### GOAL OF THE EXERCISE
Could you say how many lines below contain the word "typeTestList"? Give the number with no other text.

### GIVEN DATA

****

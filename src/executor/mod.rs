//! Command Executor Module
//!
//! The seam between the typed client and a store: one command goes in, one
//! raw reply comes out.
//!
//! # Implementations
//! - [`RedisExecutor`] - multiplexed connection to a Redis server
//! - [`MemoryExecutor`] - in-process keyspace with Redis semantics

mod command;
pub mod memory;
mod remote;
mod reply;

use async_trait::async_trait;

use crate::error::TransportError;

pub use command::Command;
pub use memory::MemoryExecutor;
pub use remote::RedisExecutor;
pub use reply::Reply;

// == Executor Trait ==
/// Executes a single command against a store.
///
/// An `Err` means the command never reached the store or its answer was
/// lost. Missing keys and server-side rejections come back as `Ok` replies
/// (`Reply::Nil`, `Reply::Error`) and are interpreted by the caller.
#[async_trait]
pub trait Executor: Send + Sync {
    async fn execute(&self, command: Command) -> Result<Reply, TransportError>;
}
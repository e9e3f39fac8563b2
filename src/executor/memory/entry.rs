//! Keyspace Entry Module
//!
//! Defines the structure for individual keyspace entries with TTL support.

use std::collections::VecDeque;
use std::time::{SystemTime, UNIX_EPOCH};

// == Stored Value ==
/// Hash fields in insertion order.
pub type HashValue = Vec<(Vec<u8>, Vec<u8>)>;

/// Sorted-set members, kept ordered by (score, member).
pub type SortedSetValue = Vec<(Vec<u8>, f64)>;

/// The data held under one key.
#[derive(Debug, Clone, PartialEq)]
pub enum StoredValue {
    Str(Vec<u8>),
    List(VecDeque<Vec<u8>>),
    Hash(HashValue),
    ZSet(SortedSetValue),
}

impl StoredValue {
    /// The name `TYPE` reports for this value.
    pub fn type_name(&self) -> &'static str {
        match self {
            StoredValue::Str(_) => "string",
            StoredValue::List(_) => "list",
            StoredValue::Hash(_) => "hash",
            StoredValue::ZSet(_) => "zset",
        }
    }

    /// Returns true for collections with no elements left.
    pub fn is_empty_collection(&self) -> bool {
        match self {
            StoredValue::Str(_) => false,
            StoredValue::List(list) => list.is_empty(),
            StoredValue::Hash(hash) => hash.is_empty(),
            StoredValue::ZSet(zset) => zset.is_empty(),
        }
    }
}

// == Cache Entry ==
/// Represents a single keyspace entry with value and metadata.
#[derive(Debug, Clone)]
pub struct CacheEntry {
    /// The stored value
    pub value: StoredValue,
    /// Expiration timestamp (Unix milliseconds), None = no expiration
    pub expires_at: Option<u64>,
}

impl CacheEntry {
    // == Constructor ==
    /// Creates a new entry with an optional expiration deadline.
    ///
    /// # Arguments
    /// * `value` - The value to store
    /// * `expires_at` - Absolute deadline in Unix milliseconds, see [`deadline_after`]
    pub fn new(value: StoredValue, expires_at: Option<u64>) -> Self {
        Self { value, expires_at }
    }

    // == Is Expired ==
    /// Checks if the entry has expired.
    ///
    /// An entry is expired once the current time reaches the expiration time.
    pub fn is_expired(&self) -> bool {
        match self.expires_at {
            Some(expires) => current_timestamp_ms() >= expires,
            None => false,
        }
    }

    // == Expiration Updates ==
    /// Sets the expiration deadline, replacing any previous one.
    pub fn expire_at(&mut self, deadline_ms: u64) {
        self.expires_at = Some(deadline_ms);
    }

    /// Removes the TTL. Returns true if one was set.
    pub fn persist(&mut self) -> bool {
        self.expires_at.take().is_some()
    }

    // == Time To Live ==
    /// Returns remaining TTL in milliseconds, or None if no expiration is set.
    pub fn ttl_remaining_ms(&self) -> Option<u64> {
        self.expires_at
            .map(|expires| expires.saturating_sub(current_timestamp_ms()))
    }

    /// Returns remaining TTL in whole seconds, rounded up the way the store
    /// reports it, or None if no expiration is set.
    pub fn ttl_remaining(&self) -> Option<u64> {
        self.ttl_remaining_ms().map(|ms| ms.div_ceil(1000))
    }
}

// == Utility Functions ==
/// Converts a TTL in seconds into an absolute deadline in Unix milliseconds.
/// Returns None when the deadline does not fit in a `u64`.
pub fn deadline_after(ttl_seconds: u64) -> Option<u64> {
    ttl_seconds
        .checked_mul(1000)?
        .checked_add(current_timestamp_ms())
}

/// Returns current Unix timestamp in milliseconds.
pub fn current_timestamp_ms() -> u64 {
    SystemTime::now()
        .duration_since(UNIX_EPOCH)
        .map(|d| d.as_millis() as u64)
        .unwrap_or(0)
}
//! Integration Tests for the Cacher
//!
//! Runs the public API end to end against the in-process executor. The
//! `live_*` tests repeat the same scenarios against a real server; they are
//! ignored by default and read their connection from `CACHER_*` variables:
//!
//! ```text
//! CACHER_ADDR=127.0.0.1:6379 cargo test -- --ignored
//! ```

use std::collections::HashMap;
use std::sync::Arc;
use std::time::Duration;

use async_trait::async_trait;
use redis_cacher::{
    CacheError, Cacher, Command, Executor, KeyType, MemoryExecutor, Options, Reply,
    TransportError,
};
use serde::{Deserialize, Serialize};
use serde_json::json;
use tracing_subscriber::{layer::SubscriberExt, util::SubscriberInitExt};

#[derive(Debug, Default, PartialEq, Serialize, Deserialize)]
struct User {
    name: String,
    age: i64,
}

// == Helper Functions ==

/// Installs a log subscriber once per test binary; `RUST_LOG` overrides
/// the default filter.
fn init_tracing() {
    let _ = tracing_subscriber::registry()
        .with(
            tracing_subscriber::EnvFilter::try_from_default_env()
                .unwrap_or_else(|_| "redis_cacher=debug".into()),
        )
        .with(tracing_subscriber::fmt::layer().with_test_writer())
        .try_init();
}

fn test_options() -> Options {
    init_tracing();
    Options::default().with_prefix("zengate_")
}

fn memory_cacher() -> Cacher {
    Cacher::in_memory(&test_options())
}

async fn live_cacher() -> Cacher {
    init_tracing();
    let options = Options::from_env().with_prefix("zengate_");
    Cacher::connect(&options)
        .await
        .expect("live tests need a reachable server")
}

// == Scenarios ==
// Shared by the memory and live variants below.

async fn scenario_get_set(c: &Cacher) {
    c.set("age", "23", 30).await.unwrap();
    assert_eq!(c.get_int("age").await.unwrap(), 23);

    c.set("name", "corel", 30).await.unwrap();
    assert_eq!(c.get_string("name").await.unwrap(), "corel");

    c.set("subscribe", true, 30).await.unwrap();
    assert!(c.get_bool("subscribe").await.unwrap());

    let user = User {
        name: "corel".to_string(),
        age: 23,
    };
    c.set_object("user", &user, 30).await.unwrap();
    let mut read = User::default();
    c.get_object_into("user", &mut read).await.unwrap();
    assert_eq!(read.name, "corel");
    assert_eq!(read.age, 23);
}

async fn scenario_incr_decr(c: &Cacher) {
    c.del(&["seq"]).await.unwrap();
    assert_eq!(c.incr("seq").await.unwrap(), 1);
    assert_eq!(c.incr("seq").await.unwrap(), 2);
    assert_eq!(c.incr_by("seq", 5).await.unwrap(), 7);
    assert_eq!(c.decr("seq").await.unwrap(), 6);
    assert_eq!(c.decr_by("seq", 5).await.unwrap(), 1);
}

async fn scenario_hkeys(c: &Cacher) {
    c.del(&["hKeyTest"]).await.unwrap();
    c.hset("hKeyTest", "field1", "foo").await.unwrap();
    c.hset("hKeyTest", "field2", "bar").await.unwrap();
    assert_eq!(
        c.hkeys("hKeyTest").await.unwrap(),
        vec!["field1".to_string(), "field2".to_string()]
    );
}

async fn scenario_expire(c: &Cacher) {
    c.set("name", "corel", 1).await.unwrap();
    tokio::time::sleep(Duration::from_millis(1500)).await;
    assert!(c.get_string("name").await.unwrap_err().is_not_found());
}

async fn scenario_hash(c: &Cacher) {
    let mut fields = HashMap::new();
    fields.insert("name", json!("corel"));
    fields.insert("age", json!(23));
    c.hmset("huser", fields, 10).await.unwrap();

    assert_eq!(c.hget_int("huser", "age").await.unwrap(), 23);
    assert_eq!(c.hget_string("huser", "name").await.unwrap(), "corel");

    c.hset("huser", "1", "haha").await.unwrap();
    assert_eq!(c.hdel("huser", &["1"]).await.unwrap(), 1);
}

async fn scenario_sorted_set(c: &Cacher) {
    c.del(&["scores", "hNum"]).await.unwrap();
    c.zadd("scores", 82, "corel").await.unwrap();
    c.zadd("scores", 86, "zen").await.unwrap();
    assert_eq!(c.zscore("scores", "corel").await.unwrap(), 82);

    assert_eq!(c.zincr_by("hNum", "num", 1).await.unwrap(), 1);
    assert_eq!(c.zcard("hNum").await.unwrap(), 1);
}

async fn scenario_hincr_by(c: &Cacher) {
    c.del(&["hnum"]).await.unwrap();
    assert_eq!(c.hincr_by("hnum", "num", 1).await.unwrap(), 1);
}

async fn scenario_type(c: &Cacher) {
    let keys = [
        "typeTestString",
        "typeTestList",
        "typeTestHash",
        "typeTestZset",
        "typeTestNone",
    ];
    c.del(&keys).await.unwrap();

    c.set("typeTestString", "hello", 30).await.unwrap();
    assert_eq!(c.key_type("typeTestString").await.unwrap(), KeyType::String);

    c.lpush("typeTestList", "world").await.unwrap();
    assert_eq!(c.key_type("typeTestList").await.unwrap(), KeyType::List);

    c.hset("typeTestHash", "field", "value").await.unwrap();
    assert_eq!(c.key_type("typeTestHash").await.unwrap(), KeyType::Hash);

    c.zadd("typeTestZset", 1, "member1").await.unwrap();
    assert_eq!(c.key_type("typeTestZset").await.unwrap(), KeyType::ZSet);

    assert_eq!(c.key_type("typeTestNone").await.unwrap(), KeyType::None);

    c.del(&keys).await.unwrap();
}

// == In-Memory Tests ==

#[tokio::test]
async fn test_get_set() {
    scenario_get_set(&memory_cacher()).await;
}

#[tokio::test]
async fn test_incr_decr() {
    scenario_incr_decr(&memory_cacher()).await;
}

#[tokio::test]
async fn test_hkeys() {
    scenario_hkeys(&memory_cacher()).await;
}

#[tokio::test]
async fn test_expire() {
    scenario_expire(&memory_cacher()).await;
}

#[tokio::test]
async fn test_hash() {
    scenario_hash(&memory_cacher()).await;
}

#[tokio::test]
async fn test_sorted_set() {
    scenario_sorted_set(&memory_cacher()).await;
}

#[tokio::test]
async fn test_hincr_by() {
    scenario_hincr_by(&memory_cacher()).await;
}

#[tokio::test]
async fn test_type() {
    scenario_type(&memory_cacher()).await;
}

// == Error Translation ==

#[tokio::test]
async fn test_missing_key_is_not_found() {
    let c = memory_cacher();
    let err = c.get_int("nobody").await.unwrap_err();
    assert!(matches!(err, CacheError::KeyNotFound(_)));
}

#[tokio::test]
async fn test_wrong_kind_is_type_mismatch() {
    let c = memory_cacher();
    c.hset("huser", "name", "corel").await.unwrap();

    assert!(matches!(
        c.get_string("huser").await,
        Err(CacheError::TypeMismatch(_))
    ));
    assert!(matches!(
        c.incr("huser").await,
        Err(CacheError::TypeMismatch(_))
    ));
}

#[tokio::test]
async fn test_bad_payload_is_decode_error() {
    let c = memory_cacher();
    c.set("user", "plain text", 0).await.unwrap();

    let result: Result<User, _> = c.get_object("user").await;
    assert!(matches!(result, Err(CacheError::Decode(_))));
}

struct DownExecutor;

#[async_trait]
impl Executor for DownExecutor {
    async fn execute(&self, _command: Command) -> Result<Reply, TransportError> {
        Err(TransportError::new("connection reset by peer"))
    }
}

#[tokio::test]
async fn test_unreachable_store_is_transport_error() {
    let c = Cacher::with_executor(&test_options(), Arc::new(DownExecutor));

    let err = c.get_string("name").await.unwrap_err();
    assert!(err.is_transport());
    assert!(err.to_string().contains("connection reset by peer"));
    assert!(c.hkeys("hKeyTest").await.unwrap_err().is_transport());
    assert!(c.zscore("scores", "corel").await.unwrap_err().is_transport());
}

// == Namespacing ==

#[tokio::test]
async fn test_prefixes_share_a_store_without_colliding() {
    let executor: Arc<dyn Executor> = Arc::new(MemoryExecutor::new());
    let zengate = Cacher::with_executor(&test_options(), executor.clone());
    let other = Cacher::with_executor(&Options::default().with_prefix("other_"), executor.clone());
    let raw = Cacher::with_executor(&Options::default(), executor);

    zengate.set("name", "corel", 0).await.unwrap();
    other.set("name", "zen", 0).await.unwrap();

    assert_eq!(zengate.get_string("name").await.unwrap(), "corel");
    assert_eq!(other.get_string("name").await.unwrap(), "zen");
    assert_eq!(raw.get_string("zengate_name").await.unwrap(), "corel");

    assert_eq!(zengate.keys("*").await.unwrap(), vec!["name".to_string()]);
    assert_eq!(raw.keys("*").await.unwrap().len(), 2);
}

#[tokio::test]
async fn test_clones_are_usable_across_tasks() {
    let c = memory_cacher();

    let handles: Vec<_> = (0..8)
        .map(|_| {
            let c = c.clone();
            tokio::spawn(async move {
                for _ in 0..25 {
                    c.incr("hits").await.unwrap();
                }
            })
        })
        .collect();
    for handle in handles {
        handle.await.unwrap();
    }

    assert_eq!(c.get_int("hits").await.unwrap(), 200);
}

// == Live Server Tests ==

#[tokio::test]
#[ignore]
async fn live_get_set() {
    scenario_get_set(&live_cacher().await).await;
}

#[tokio::test]
#[ignore]
async fn live_incr_decr() {
    scenario_incr_decr(&live_cacher().await).await;
}

#[tokio::test]
#[ignore]
async fn live_hkeys() {
    scenario_hkeys(&live_cacher().await).await;
}

#[tokio::test]
#[ignore]
async fn live_expire() {
    scenario_expire(&live_cacher().await).await;
}

#[tokio::test]
#[ignore]
async fn live_hash() {
    scenario_hash(&live_cacher().await).await;
}

#[tokio::test]
#[ignore]
async fn live_sorted_set() {
    scenario_sorted_set(&live_cacher().await).await;
}

#[tokio::test]
#[ignore]
async fn live_hincr_by() {
    scenario_hincr_by(&live_cacher().await).await;
}

#[tokio::test]
#[ignore]
async fn live_type() {
    scenario_type(&live_cacher().await).await;
}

****

### SOLUTION
3